Molecular basis of E93-dependent tissue morphogenesis and histolysis during insect metamorphosis

The evolution of insect metamorphosis has profoundly influenced their successful adaptation and diversification. Two key physiological processes during insect metamorphosis are notable: wing maturation and prothoracic gland (PG) histolysis. The ecdysone-induced protein 93 (E93) is a transcription factor indispensable for metamorphosis. While it has been established that both wing maturation and PG histolysis are dependent on E93, the molecular mechanisms through which E93 regulates these seemingly ‘opposing’ events remain poorly understood. In this study, time-course transcriptome profiles were generated for wing pads and PGs during metamorphosis in Blattella germanica, a hemimetabolous model insect. Comparative transcriptomic analyses demonstrated that E93 exerts predominant control over extensive gene transcription during wing morphogenesis and PG histolysis.

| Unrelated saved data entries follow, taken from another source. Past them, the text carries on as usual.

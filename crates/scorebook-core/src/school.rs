//! Reference data: the static school graph the engine reads but never
//! mutates.
//!
//! `Exam → Term → SchoolYear` tells the engine which periods a score feeds;
//! `Student → Classroom → Grade` tells it which populations to re-rank.

use chrono::NaiveDate;
use serde::{Deserialize, Serialize};

use crate::code::{
  ClassroomCode, ExamCode, GradeCode, SchoolYearCode, StudentCode, SubjectCode,
  TermCode,
};

/// A school year, the top-level academic period grouping its terms.
#[derive(Debug, Clone, PartialEq, Eq, Serialize, Deserialize)]
pub struct SchoolYear {
  pub code: SchoolYearCode,
  pub name: String,
}

/// A grading period (e.g. a semester) within a school year.
#[derive(Debug, Clone, PartialEq, Eq, Serialize, Deserialize)]
pub struct Term {
  pub code:             TermCode,
  pub name:             String,
  pub school_year_code: SchoolYearCode,
  pub start_date:       NaiveDate,
  pub end_date:         NaiveDate,
}

/// A grade level (e.g. "Khối 10") for one school year. Grade rankings span
/// every classroom of the grade.
#[derive(Debug, Clone, PartialEq, Eq, Serialize, Deserialize)]
pub struct Grade {
  pub code:             GradeCode,
  pub name:             String,
  pub school_year_code: SchoolYearCode,
}

#[derive(Debug, Clone, PartialEq, Eq, Serialize, Deserialize)]
pub struct Classroom {
  pub code:       ClassroomCode,
  pub name:       String,
  pub grade_code: GradeCode,
}

#[derive(Debug, Clone, PartialEq, Eq, Serialize, Deserialize)]
pub struct Student {
  pub code:           StudentCode,
  pub name:           String,
  /// A student without a classroom still gets averages, but no ranks.
  pub classroom_code: Option<ClassroomCode>,
}

#[derive(Debug, Clone, PartialEq, Eq, Serialize, Deserialize)]
pub struct Subject {
  pub code: SubjectCode,
  pub name: String,
}

/// A single assessment. Every score belongs to exactly one exam, and the exam
/// fixes the subject and term that score contributes to.
#[derive(Debug, Clone, PartialEq, Eq, Serialize, Deserialize)]
pub struct Exam {
  pub code:         ExamCode,
  pub subject_code: SubjectCode,
  pub term_code:    TermCode,
  pub date:         NaiveDate,
}

/// A complete snapshot of reference data, used to seed a store.
#[derive(Debug, Clone, Default, Serialize, Deserialize)]
#[serde(default)]
pub struct SchoolData {
  pub school_years: Vec<SchoolYear>,
  pub terms:        Vec<Term>,
  pub grades:       Vec<Grade>,
  pub classrooms:   Vec<Classroom>,
  pub students:     Vec<Student>,
  pub subjects:     Vec<Subject>,
  pub exams:        Vec<Exam>,
}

During wing morphogenesis, E93 selectively enhances the expression of genes associated with cell proliferation, energy supply, signal transduction, actin cytoskeleton organization, and cell adhesion, etc. Additionally, E93 activates the transcription of the majority of genes within the wing gene network that are crucial for wing development in B. germanica. During PG histolysis, E93 preferentially promotes the expression of genes related to endocytosis, focal adhesion, the AMPK signaling pathway, adipocytokine signaling pathway, Toll and Imd signaling pathways, and autophagy, etc. The key genes involved in the aforementioned pathways were subsequently confirmed to contribute to the E93-dependent degeneration of the PG in B. germanica. In summary, our results reveal that E93 functions as a master transcriptional regulator orchestrating both tissue morphogenesis and histolysis during insect metamorphosis. These findings contribute to a deeper understanding of the genetic underpinnings of insect metamorphosis.